With 30 miles left, Tollakson flew the coop from the now-whittled group including Matthews, Frommhold, Mikelson and Van Berkel in pursuit of Starykowicz. By T2, Starykowicz started the marathon with the day’s best bike split (4:16:31), but with just a one-minute buffer. By mile 3, Tollakson assumed the race lead from Starykowicz. But there was still lots of run to come—and a long-standing hip injury to consider.
Indeed, the hip trouble kept Tollakson from opening up his stride. “I knew going in it’d take a 2:50 marathon to win,” Tollakson said, “and I just couldn’t get to that pace.” Midway through, the unknown quantity from Germany—Frommhold—took a lead that would go uncontested the rest of the way.
“Oh, yes” Frommhold replied when asked if he was shocked at his victory Sunday. “I thought maybe a top five would be what I would hope for.”
Matthews held steady to his marathon pace, and was pleased with the result. “I’d talked to Crowie (Craig Alexander) a bit after Kona, because I felt I’d over-done it for that race. This one, I was a bit more rested, and felt fresher.” However, while feeling good, he was only matching pace with Frommhold. He issued a late charge in the final miles, but was only able to close to within visible distance on the straights of the run. A shelled Matthews would finish second over a minute back, while Tollakson too had a strong final few miles, and held off a surging Tyler Butterfield (BER) to take third.
In the women’s race, reigning Ironman World Champ Leanda Cave was true to her word that the day’s race was simply for validation. After a proper vacation after her world title, she was not in top form, evidenced by an atypical 54:54 swim, putting her over four minutes off pace from the early swim leaders Haley Chura (50:16) and Meredith Kessler (50:17).

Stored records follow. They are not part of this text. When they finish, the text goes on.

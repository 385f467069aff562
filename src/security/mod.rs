// ABOUTME: Security helper modules
// ABOUTME: Session cookie construction and extraction
//
// SPDX-License-Identifier: MIT OR Apache-2.0
// Copyright (c) 2025 CleberFit

/// Session cookie helpers
pub mod cookies;
// ABOUTME: User account database operations
// ABOUTME: Handles user creation and lookup by id or email with duplicate detection
//
// SPDX-License-Identifier: MIT OR Apache-2.0
// Copyright (c) 2025 CleberFit

use chrono::Utc;
use sqlx::sqlite::SqliteRow;
use sqlx::Row;

use super::Database;
use crate::errors::{AppError, AppResult};
use crate::models::{User, UserId};

impl Database {
    /// Create a new user with a pre-hashed credential digest
    ///
    /// Emails are globally unique; the database unique index is the sole
    /// mechanism preventing duplicate registration races.
    ///
    /// # Errors
    ///
    /// Returns `DuplicateEntry` if the email is already registered, or a
    /// database error if the insert fails.
    pub async fn create_user(
        &self,
        name: &str,
        email: &str,
        password_hash: &str,
    ) -> AppResult<UserId> {
        let now = Utc::now();

        let result = sqlx::query(
            r"
            INSERT INTO users (name, email, password_hash, created_at)
            VALUES (?1, ?2, ?3, ?4)
            ",
        )
        .bind(name)
        .bind(email)
        .bind(password_hash)
        .bind(now)
        .execute(&self.pool)
        .await
        .map_err(|e| {
            if e.as_database_error()
                .is_some_and(|db_err| db_err.is_unique_violation())
            {
                AppError::duplicate_entry(format!("email already registered: {email}"))
            } else {
                AppError::database(format!("Failed to create user: {e}"))
            }
        })?;

        Ok(result.last_insert_rowid())
    }

    /// Get a user by id
    ///
    /// # Errors
    ///
    /// Returns an error if the database query fails
    pub async fn get_user(&self, user_id: UserId) -> AppResult<Option<User>> {
        let row = sqlx::query("SELECT * FROM users WHERE id = ?1")
            .bind(user_id)
            .fetch_optional(&self.pool)
            .await
            .map_err(|e| AppError::database(format!("Failed to get user: {e}")))?;

        row.map(|r| Self::row_to_user(&r)).transpose()
    }

    /// Get a user by email
    ///
    /// # Errors
    ///
    /// Returns an error if the database query fails
    pub async fn get_user_by_email(&self, email: &str) -> AppResult<Option<User>> {
        let row = sqlx::query("SELECT * FROM users WHERE email = ?1")
            .bind(email)
            .fetch_optional(&self.pool)
            .await
            .map_err(|e| AppError::database(format!("Failed to get user by email: {e}")))?;

        row.map(|r| Self::row_to_user(&r)).transpose()
    }

    /// Get a user by email, returning an error if not found
    ///
    /// # Errors
    ///
    /// Returns `NotFound` if no user has this email, or an error if the
    /// database query fails.
    pub async fn get_user_by_email_required(&self, email: &str) -> AppResult<User> {
        self.get_user_by_email(email)
            .await?
            .ok_or_else(|| AppError::not_found(format!("user with email: {email}")))
    }

    /// Get total user count
    ///
    /// # Errors
    ///
    /// Returns an error if the database query fails
    pub async fn get_user_count(&self) -> AppResult<i64> {
        sqlx::query_scalar("SELECT COUNT(*) FROM users")
            .fetch_one(&self.pool)
            .await
            .map_err(|e| AppError::database(format!("Failed to get user count: {e}")))
    }

    /// Convert a database row to a `User`
    fn row_to_user(row: &SqliteRow) -> AppResult<User> {
        Ok(User {
            id: row.get("id"),
            name: row.get("name"),
            email: row.get("email"),
            password_hash: row.get("password_hash"),
            created_at: row.get("created_at"),
        })
    }
}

Cave would put in the requisite effort through the day, but no more to finish sixth.
At the front, Kessler quickly dropped Chura and forged ahead solo, managing her four-minute lead on good friend Corbin. After a year of crashes and injuries, Kessler was enjoying the day. “Y’know, this is my Kona,” Kessler said with a smile.
Behind the two on the early charge, the battle was swirling; Chura and Mirjam Weerd were fighting to hold onto top-five positions, while even further back, Great Britain’s Corinne Abraham was moving steadily forward. “I didn’t have anyone giving me splits, so I really had no idea where I was in the race,” Abraham said.
Kessler rolled into T2 with the day’s second-best bike split (4:53:41). But Corbin opted for a late-ride surge, and hit netted her the fastest bike of the day (4:51:34). “In the past I’d always been like ‘get to the front, get to the front,’ but I’d have a terrible last lap of the bike,” Corbin said. “This year, my coach said ‘let’s try to balance your effort,’ and sure enough, I was able to go harder on that last lap of the bike.”
Corbin’s late surge closed her to within 11 minutes off the bike. And 10 miles in, it Kessler was matching pace and looked to be headed to a victory. But after the midway point, her pace fell slightly, from high 6-minute pace to 7:30s. It was enough of a door for Corbin to slowly start taking back time. With just a few miles left, Corbin captured and passed Kessler, and with a day-best 3:05:54 marathon, moved forward toward the win.
Kessler finished second to Corbin exactly five minutes back. And that final battle for the final podium spot went to Abrahamson, who moved forward on a 3:11:44 marathon (holding off surging Canadian run specialist Sara Gross) to take third. Gross claimed fourth.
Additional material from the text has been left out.